Records from a data collection

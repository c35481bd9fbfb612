//! The capture worker task.
//!
//! One task per running stream owns the whole production path: pull a raw
//! frame, run detection when armed, substitute the blank payload while
//! masked, stamp timing, post the clock, and offer the frame to the queue.
//! Cooldown ticks arrive through the same `select!`, so every piece of
//! masking state is touched from exactly one task and needs no locks.

use std::sync::{Arc, Mutex, PoisonError};
use std::sync::atomic::{AtomicU64, Ordering};

use tokio::sync::watch;
use tokio::task::JoinHandle;
use tokio::time::{Duration, Instant, Interval, MissedTickBehavior, interval_at};
use tokio_util::sync::CancellationToken;
use tracing::{debug, error, info, trace, warn};

use super::clock::StreamClock;
use super::cooldown::{MaskingState, TickOutcome};
use super::queue::FrameQueue;
use crate::CameraError;
use crate::config::CameraConfig;
use crate::detect::{Detector, PresenceReport, evaluate_fail_open};
use crate::source::CaptureSource;
use crate::types::{FrameTiming, VideoFrame};

/// Lifecycle state shared between the worker task, start/stop calls, and
/// device property reads.
///
/// Epoch and running flag live in one packed word (epoch in the high bits,
/// running in bit 0) so a worker from a previous run can retire without
/// clobbering the state of the run that replaced it. The frame sequence
/// survives restarts; it only ever moves forward.
#[derive(Debug)]
pub struct StreamShared {
    state: AtomicU64,
    next_sequence: AtomicU64,
    failure: Mutex<Option<CameraError>>,
}

impl StreamShared {
    /// Stopped state at epoch zero.
    pub fn new() -> Self {
        Self {
            state: AtomicU64::new(0),
            next_sequence: AtomicU64::new(0),
            failure: Mutex::new(None),
        }
    }

    /// Whether a worker currently owns the stream.
    pub fn is_running(&self) -> bool {
        self.state.load(Ordering::Acquire) & 1 == 1
    }

    /// Epoch of the current (or most recent) run.
    pub fn epoch(&self) -> u64 {
        self.state.load(Ordering::Acquire) >> 1
    }

    /// Open a new run: advance the epoch and set running in one step.
    /// Returns the new epoch.
    pub(crate) fn begin_run(&self) -> u64 {
        let previous = self
            .state
            .fetch_update(Ordering::AcqRel, Ordering::Acquire, |state| {
                Some((((state >> 1) + 1) << 1) | 1)
            })
            .unwrap_or_else(|value| value);
        (previous >> 1) + 1
    }

    /// Clear the running flag, keeping the epoch.
    pub(crate) fn end_run(&self) {
        self.state.fetch_and(!1, Ordering::AcqRel);
    }

    /// Retire a worker: clear running only if `epoch` is still current and
    /// the flag is still set. Returns whether this call cleared it.
    pub(crate) fn clear_running_for_epoch(&self, epoch: u64) -> bool {
        self.state
            .compare_exchange(
                (epoch << 1) | 1,
                epoch << 1,
                Ordering::AcqRel,
                Ordering::Acquire,
            )
            .is_ok()
    }

    /// Sequence slot the next accepted frame will occupy.
    pub fn next_sequence(&self) -> u64 {
        self.next_sequence.load(Ordering::Acquire)
    }

    pub(crate) fn advance_sequence(&self) {
        self.next_sequence.fetch_add(1, Ordering::AcqRel);
    }

    pub(crate) fn record_failure(&self, error: CameraError) {
        *self.failure.lock().unwrap_or_else(PoisonError::into_inner) = Some(error);
    }

    /// Take the most recent terminal failure, if the last run ended in one.
    pub fn take_failure(&self) -> Option<CameraError> {
        self.failure.lock().unwrap_or_else(PoisonError::into_inner).take()
    }
}

impl Default for StreamShared {
    fn default() -> Self {
        Self::new()
    }
}

/// Everything a worker run needs, handed over at spawn.
pub struct WorkerContext {
    pub config: CameraConfig,
    pub shared: Arc<StreamShared>,
    pub queue: Arc<FrameQueue>,
    pub clock: Arc<StreamClock>,
    pub detector: Arc<Mutex<dyn Detector>>,
    pub frames: watch::Sender<Option<Arc<VideoFrame>>>,
    pub cancel: CancellationToken,
    pub epoch: u64,
    pub source: Box<dyn CaptureSource>,
}

/// Spawn the worker task for one run.
pub fn spawn(ctx: WorkerContext) -> JoinHandle<()> {
    tokio::spawn(run(ctx))
}

async fn run(ctx: WorkerContext) {
    let WorkerContext {
        config,
        shared,
        queue,
        clock,
        detector,
        frames,
        cancel,
        epoch,
        mut source,
    } = ctx;

    info!(epoch, "capture worker started");

    // The masked payload is all zeroes in the stream's own geometry; build
    // it once and share it across every masked frame.
    let blank: Arc<[u8]> = Arc::from(vec![0u8; config.frame_bytes()]);
    let mut masking = MaskingState::new(config.cooldown_ticks);
    let mut ticker: Option<Interval> = None;
    let tick_period = config.tick_interval();
    let mut produced = 0u64;
    let mut error_count = 0u32;

    loop {
        if cancel.is_cancelled() {
            info!("capture worker cancelled");
            break;
        }

        let event = tokio::select! {
            _ = cancel.cancelled() => {
                info!("capture worker cancelled during read");
                break;
            }
            _ = tick_or_pending(ticker.as_mut()) => Event::Tick,
            result = source.next_frame() => Event::Source(result),
        };

        match event {
            Event::Tick => match masking.tick() {
                TickOutcome::StillActive { remaining } => {
                    trace!(remaining, "cooldown tick");
                }
                TickOutcome::Expired => {
                    info!("cooldown expired, masking lifted");
                    ticker = None;
                }
                TickOutcome::Ignored => {
                    debug!("tick while idle, stopping timer");
                    ticker = None;
                }
            },
            Event::Source(Ok(Some(captured))) => {
                error_count = 0;

                let mut report = PresenceReport::clear();
                if masking.detection_armed() {
                    let detector = Arc::clone(&detector);
                    let frame = captured.clone();
                    let joined = tokio::select! {
                        _ = cancel.cancelled() => {
                            info!("capture worker cancelled during detection");
                            break;
                        }
                        joined = tokio::task::spawn_blocking(move || {
                            evaluate_fail_open(&detector, &frame)
                        }) => joined,
                    };
                    report = match joined {
                        Ok(report) => report,
                        Err(join_error) => {
                            warn!(
                                error = %join_error,
                                "detection task failed, treating frame as clear"
                            );
                            PresenceReport::clear()
                        }
                    };
                }

                // A frame read can win the select race against
                // cancellation; nothing is delivered once the run is
                // cancelled.
                if cancel.is_cancelled() {
                    info!("capture worker cancelled before delivery");
                    break;
                }

                if report.person_present && masking.flag_presence() {
                    info!(
                        confidence = report.confidence,
                        ticks = config.cooldown_ticks,
                        "person detected, masking frames"
                    );
                    let mut tick = interval_at(Instant::now() + tick_period, tick_period);
                    tick.set_missed_tick_behavior(MissedTickBehavior::Delay);
                    ticker = Some(tick);
                }

                let masked = masking.should_mask();
                let sequence = shared.next_sequence();
                let timing = FrameTiming::for_sequence(sequence, config.frame_rate);
                clock.post(timing.presentation);

                // Masked frames carry the stream's configured geometry; the
                // blank payload is sized for it, not for the capture's.
                let frame = Arc::new(if masked {
                    VideoFrame::new(
                        Arc::clone(&blank),
                        config.width,
                        config.height,
                        config.pixel_format,
                        timing,
                        sequence,
                    )
                } else {
                    VideoFrame::new(
                        Arc::clone(&captured.data),
                        captured.width,
                        captured.height,
                        captured.pixel_format,
                        timing,
                        sequence,
                    )
                });

                let accepted = queue.enqueue(Arc::clone(&frame));
                if accepted {
                    shared.advance_sequence();
                    produced += 1;
                    frames.send_replace(Some(frame));
                }
                trace!(sequence, masked, accepted, "frame processed");
            }
            Event::Source(Ok(None)) => {
                info!(produced, "capture source ended");
                break;
            }
            Event::Source(Err(e)) => {
                error_count += 1;
                error!(
                    error = %e,
                    attempt = error_count,
                    budget = config.source_error_budget,
                    "capture source error"
                );

                if error_count >= config.source_error_budget {
                    error!("source error budget exhausted, stopping stream");
                    shared.record_failure(CameraError::StreamTerminated {
                        consecutive_errors: error_count,
                    });
                    break;
                }

                // Exponential backoff, capped at 1.6s.
                let backoff = Duration::from_millis(50 * (1 << error_count.min(5)));
                tokio::time::sleep(backoff).await;
            }
        }
    }

    // Retire: only the run that still owns the epoch may flip the stream to
    // stopped and close out the monitoring tap.
    if shared.clear_running_for_epoch(epoch) {
        frames.send_replace(None);
    }
    info!(epoch, produced, "capture worker ended");
}

enum Event {
    Tick,
    Source(crate::Result<Option<crate::types::CapturedFrame>>),
}

async fn tick_or_pending(ticker: Option<&mut Interval>) {
    match ticker {
        Some(ticker) => {
            ticker.tick().await;
        }
        None => std::future::pending::<()>().await,
    }
}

→ THE PROBLEM
The required output is each line of the entries that contains the word "impl".

→ OUTPUT FOR THIS TASK
impl StreamShared {
impl Default for StreamShared {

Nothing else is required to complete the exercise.